**PROBLEM STATEMENT**
Nothing but the data below, returned exactly, should appear in the answer.

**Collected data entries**
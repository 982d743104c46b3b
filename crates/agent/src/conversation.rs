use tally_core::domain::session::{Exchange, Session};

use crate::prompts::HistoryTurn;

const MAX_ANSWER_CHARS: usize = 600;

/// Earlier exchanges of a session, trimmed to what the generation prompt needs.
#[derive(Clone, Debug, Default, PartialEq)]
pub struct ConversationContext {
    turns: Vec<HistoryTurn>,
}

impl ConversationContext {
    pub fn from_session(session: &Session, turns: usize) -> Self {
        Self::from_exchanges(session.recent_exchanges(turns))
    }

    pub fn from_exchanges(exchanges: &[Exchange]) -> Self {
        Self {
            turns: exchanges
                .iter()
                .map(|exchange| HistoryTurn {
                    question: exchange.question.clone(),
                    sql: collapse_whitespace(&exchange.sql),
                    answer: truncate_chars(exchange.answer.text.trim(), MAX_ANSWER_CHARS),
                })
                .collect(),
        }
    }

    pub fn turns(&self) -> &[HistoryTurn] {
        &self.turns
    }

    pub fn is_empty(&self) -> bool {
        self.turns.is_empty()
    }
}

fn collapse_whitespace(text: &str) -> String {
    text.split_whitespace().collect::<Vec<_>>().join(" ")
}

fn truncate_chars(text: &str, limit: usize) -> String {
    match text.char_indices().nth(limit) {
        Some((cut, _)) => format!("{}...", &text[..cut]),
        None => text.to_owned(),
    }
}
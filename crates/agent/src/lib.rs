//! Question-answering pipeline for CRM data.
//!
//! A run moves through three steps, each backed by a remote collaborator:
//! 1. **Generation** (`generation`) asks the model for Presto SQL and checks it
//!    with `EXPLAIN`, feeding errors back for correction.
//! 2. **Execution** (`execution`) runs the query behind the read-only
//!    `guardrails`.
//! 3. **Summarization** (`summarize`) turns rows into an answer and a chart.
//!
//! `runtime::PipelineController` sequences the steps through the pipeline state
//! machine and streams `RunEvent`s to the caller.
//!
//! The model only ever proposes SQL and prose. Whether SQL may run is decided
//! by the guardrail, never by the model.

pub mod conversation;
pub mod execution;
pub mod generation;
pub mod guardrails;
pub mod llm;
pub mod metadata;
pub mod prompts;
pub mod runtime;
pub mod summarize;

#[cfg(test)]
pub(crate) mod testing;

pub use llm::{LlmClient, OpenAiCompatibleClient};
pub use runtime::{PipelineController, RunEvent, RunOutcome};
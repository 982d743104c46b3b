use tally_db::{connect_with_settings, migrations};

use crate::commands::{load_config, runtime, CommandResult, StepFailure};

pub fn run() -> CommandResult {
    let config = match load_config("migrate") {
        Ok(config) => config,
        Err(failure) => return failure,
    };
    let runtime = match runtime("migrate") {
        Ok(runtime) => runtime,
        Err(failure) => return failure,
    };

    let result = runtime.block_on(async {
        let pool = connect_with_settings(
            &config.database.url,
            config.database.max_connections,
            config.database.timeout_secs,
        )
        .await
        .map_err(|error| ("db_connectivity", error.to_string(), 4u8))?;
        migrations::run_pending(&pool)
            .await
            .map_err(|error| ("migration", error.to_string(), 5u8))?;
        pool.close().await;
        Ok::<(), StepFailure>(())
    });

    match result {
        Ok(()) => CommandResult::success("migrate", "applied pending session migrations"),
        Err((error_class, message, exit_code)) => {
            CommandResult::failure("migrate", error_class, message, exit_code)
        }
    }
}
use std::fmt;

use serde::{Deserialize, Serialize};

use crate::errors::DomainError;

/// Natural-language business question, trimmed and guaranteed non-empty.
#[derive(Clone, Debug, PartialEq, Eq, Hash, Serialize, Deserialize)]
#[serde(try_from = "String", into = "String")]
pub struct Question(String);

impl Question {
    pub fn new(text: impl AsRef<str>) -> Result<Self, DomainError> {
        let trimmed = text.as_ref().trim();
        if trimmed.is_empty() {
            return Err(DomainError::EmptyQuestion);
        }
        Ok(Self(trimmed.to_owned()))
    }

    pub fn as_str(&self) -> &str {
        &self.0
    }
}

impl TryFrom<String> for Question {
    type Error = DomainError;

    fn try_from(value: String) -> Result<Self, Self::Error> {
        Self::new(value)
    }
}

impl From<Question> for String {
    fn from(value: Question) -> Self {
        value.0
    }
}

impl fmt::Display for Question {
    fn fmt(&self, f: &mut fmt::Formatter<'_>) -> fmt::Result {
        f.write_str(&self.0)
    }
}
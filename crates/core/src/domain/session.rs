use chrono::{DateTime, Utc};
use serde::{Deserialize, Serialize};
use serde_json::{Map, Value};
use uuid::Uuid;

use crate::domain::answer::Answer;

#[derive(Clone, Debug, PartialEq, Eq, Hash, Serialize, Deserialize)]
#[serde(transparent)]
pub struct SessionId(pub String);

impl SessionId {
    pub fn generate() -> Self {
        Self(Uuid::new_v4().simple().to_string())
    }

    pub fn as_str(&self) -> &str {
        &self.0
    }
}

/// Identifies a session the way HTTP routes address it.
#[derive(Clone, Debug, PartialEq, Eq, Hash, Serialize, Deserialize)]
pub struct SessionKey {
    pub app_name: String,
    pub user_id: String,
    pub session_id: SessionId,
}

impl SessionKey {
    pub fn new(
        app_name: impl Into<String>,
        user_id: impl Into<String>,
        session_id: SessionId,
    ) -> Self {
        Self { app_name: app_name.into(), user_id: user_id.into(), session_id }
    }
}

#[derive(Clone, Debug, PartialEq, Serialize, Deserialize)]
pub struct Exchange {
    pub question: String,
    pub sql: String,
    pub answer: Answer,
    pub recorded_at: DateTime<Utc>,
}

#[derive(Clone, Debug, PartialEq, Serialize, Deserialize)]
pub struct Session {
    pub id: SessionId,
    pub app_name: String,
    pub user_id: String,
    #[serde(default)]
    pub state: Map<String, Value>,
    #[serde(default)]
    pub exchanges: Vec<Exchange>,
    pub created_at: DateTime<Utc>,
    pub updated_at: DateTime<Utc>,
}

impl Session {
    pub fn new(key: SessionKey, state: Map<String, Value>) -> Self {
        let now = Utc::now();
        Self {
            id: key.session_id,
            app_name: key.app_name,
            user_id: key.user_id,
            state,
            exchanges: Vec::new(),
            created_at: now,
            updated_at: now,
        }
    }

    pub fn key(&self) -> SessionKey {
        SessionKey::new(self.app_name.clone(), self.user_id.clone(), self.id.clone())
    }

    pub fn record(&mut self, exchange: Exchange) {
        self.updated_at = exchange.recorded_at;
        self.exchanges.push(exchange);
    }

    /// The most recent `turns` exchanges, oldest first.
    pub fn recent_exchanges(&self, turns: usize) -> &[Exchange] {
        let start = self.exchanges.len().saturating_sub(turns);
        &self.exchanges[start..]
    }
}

**SOLUTION**
repository 982d743104c46b3b
filename crates/agent/src/conversation.rs
use tally_core::domain::session::{Exchange, Session};

use crate::prompts::HistoryTurn;

const MAX_ANSWER_CHARS: usize = 600;

/// Earlier exchanges of a session, trimmed to what the generation prompt needs.
#[derive(Clone, Debug, Default, PartialEq)]
pub struct ConversationContext {
    turns: Vec<HistoryTurn>,
}

impl ConversationContext {
    pub fn from_session(session: &Session, turns: usize) -> Self {
        Self::from_exchanges(session.recent_exchanges(turns))
    }

    pub fn from_exchanges(exchanges: &[Exchange]) -> Self {
        Self {
            turns: exchanges
                .iter()
                .map(|exchange| HistoryTurn {
                    question: exchange.question.clone(),
                    sql: collapse_whitespace(&exchange.sql),
                    answer: truncate_chars(exchange.answer.text.trim(), MAX_ANSWER_CHARS),
                })
                .collect(),
        }
    }

    pub fn turns(&self) -> &[HistoryTurn] {
        &self.turns
    }

    pub fn is_empty(&self) -> bool {
        self.turns.is_empty()
    }
}

fn collapse_whitespace(text: &str) -> String {
    text.split_whitespace().collect::<Vec<_>>().join(" ")
}

fn truncate_chars(text: &str, limit: usize) -> String {
    match text.char_indices().nth(limit) {
        Some((cut, _)) => format!("{}...", &text[..cut]),
        None => text.to_owned(),
    }
}
filename crates/agent/src/lib.rs
//! Question-answering pipeline for CRM data.
//!
//! A run moves through three steps, each backed by a remote collaborator:
//! 1. **Generation** (`generation`) asks the model for Presto SQL and checks it
//!    with `EXPLAIN`, feeding errors back for correction.
//! 2. **Execution** (`execution`) runs the query behind the read-only
//!    `guardrails`.
//! 3. **Summarization** (`summarize`) turns rows into an answer and a chart.
//!
//! `runtime::PipelineController` sequences the steps through the pipeline state
//! machine and streams `RunEvent`s to the caller.
//!
//! The model only ever proposes SQL and prose. Whether SQL may run is decided
//! by the guardrail, never by the model.

pub mod conversation;
pub mod execution;
pub mod generation;
pub mod guardrails;
pub mod llm;
pub mod metadata;
pub mod prompts;
pub mod runtime;
pub mod summarize;

#[cfg(test)]
pub(crate) mod testing;

pub use llm::{LlmClient, OpenAiCompatibleClient};
pub use runtime::{PipelineController, RunEvent, RunOutcome};
repository 982d743104c46b3b
use tally_db::{connect_with_settings, migrations};

use crate::commands::{load_config, runtime, CommandResult, StepFailure};

pub fn run() -> CommandResult {
    let config = match load_config("migrate") {
        Ok(config) => config,
        Err(failure) => return failure,
    };
    let runtime = match runtime("migrate") {
        Ok(runtime) => runtime,
        Err(failure) => return failure,
    };

    let result = runtime.block_on(async {
        let pool = connect_with_settings(
            &config.database.url,
            config.database.max_connections,
            config.database.timeout_secs,
        )
        .await
        .map_err(|error| ("db_connectivity", error.to_string(), 4u8))?;
        migrations::run_pending(&pool)
            .await
            .map_err(|error| ("migration", error.to_string(), 5u8))?;
        pool.close().await;
        Ok::<(), StepFailure>(())
    });

    match result {
        Ok(()) => CommandResult::success("migrate", "applied pending session migrations"),
        Err((error_class, message, exit_code)) => {
            CommandResult::failure("migrate", error_class, message, exit_code)
        }
    }
}
use std::fmt;

use serde::{Deserialize, Serialize};

use crate::errors::DomainError;

/// Natural-language business question, trimmed and guaranteed non-empty.
#[derive(Clone, Debug, PartialEq, Eq, Hash, Serialize, Deserialize)]
#[serde(try_from = "String", into = "String")]
pub struct Question(String);

impl Question {
    pub fn new(text: impl AsRef<str>) -> Result<Self, DomainError> {
        let trimmed = text.as_ref().trim();
        if trimmed.is_empty() {
            return Err(DomainError::EmptyQuestion);
        }
        Ok(Self(trimmed.to_owned()))
    }

    pub fn as_str(&self) -> &str {
        &self.0
    }
}

impl TryFrom<String> for Question {
    type Error = DomainError;

    fn try_from(value: String) -> Result<Self, Self::Error> {
        Self::new(value)
    }
}

impl From<Question> for String {
    fn from(value: Question) -> Self {
        value.0
    }
}

impl fmt::Display for Question {
    fn fmt(&self, f: &mut fmt::Formatter<'_>) -> fmt::Result {
        f.write_str(&self.0)
    }
}
filename crates/core/src/domain/session.rs
use chrono::{DateTime, Utc};
use serde::{Deserialize, Serialize};
use serde_json::{Map, Value};
use uuid::Uuid;

use crate::domain::answer::Answer;

#[derive(Clone, Debug, PartialEq, Eq, Hash, Serialize, Deserialize)]
#[serde(transparent)]
pub struct SessionId(pub String);

impl SessionId {
    pub fn generate() -> Self {
        Self(Uuid::new_v4().simple().to_string())
    }

    pub fn as_str(&self) -> &str {
        &self.0
    }
}

/// Identifies a session the way HTTP routes address it.
#[derive(Clone, Debug, PartialEq, Eq, Hash, Serialize, Deserialize)]
pub struct SessionKey {
    pub app_name: String,
    pub user_id: String,
    pub session_id: SessionId,
}

impl SessionKey {
    pub fn new(
        app_name: impl Into<String>,
        user_id: impl Into<String>,
        session_id: SessionId,
    ) -> Self {
        Self { app_name: app_name.into(), user_id: user_id.into(), session_id }
    }
}

#[derive(Clone, Debug, PartialEq, Serialize, Deserialize)]
pub struct Exchange {
    pub question: String,
    pub sql: String,
    pub answer: Answer,
    pub recorded_at: DateTime<Utc>,
}

#[derive(Clone, Debug, PartialEq, Serialize, Deserialize)]
pub struct Session {
    pub id: SessionId,
    pub app_name: String,
    pub user_id: String,
    #[serde(default)]
    pub state: Map<String, Value>,
    #[serde(default)]
    pub exchanges: Vec<Exchange>,
    pub created_at: DateTime<Utc>,
    pub updated_at: DateTime<Utc>,
}

impl Session {
    pub fn new(key: SessionKey, state: Map<String, Value>) -> Self {
        let now = Utc::now();
        Self {
            id: key.session_id,
            app_name: key.app_name,
            user_id: key.user_id,
            state,
            exchanges: Vec::new(),
            created_at: now,
            updated_at: now,
        }
    }

    pub fn key(&self) -> SessionKey {
        SessionKey::new(self.app_name.clone(), self.user_id.clone(), self.id.clone())
    }

    pub fn record(&mut self, exchange: Exchange) {
        self.updated_at = exchange.recorded_at;
        self.exchanges.push(exchange);
    }

    /// The most recent `turns` exchanges, oldest first.
    pub fn recent_exchanges(&self, turns: usize) -> &[Exchange] {
        let start = self.exchanges.len().saturating_sub(turns);
        &self.exchanges[start..]
    }
}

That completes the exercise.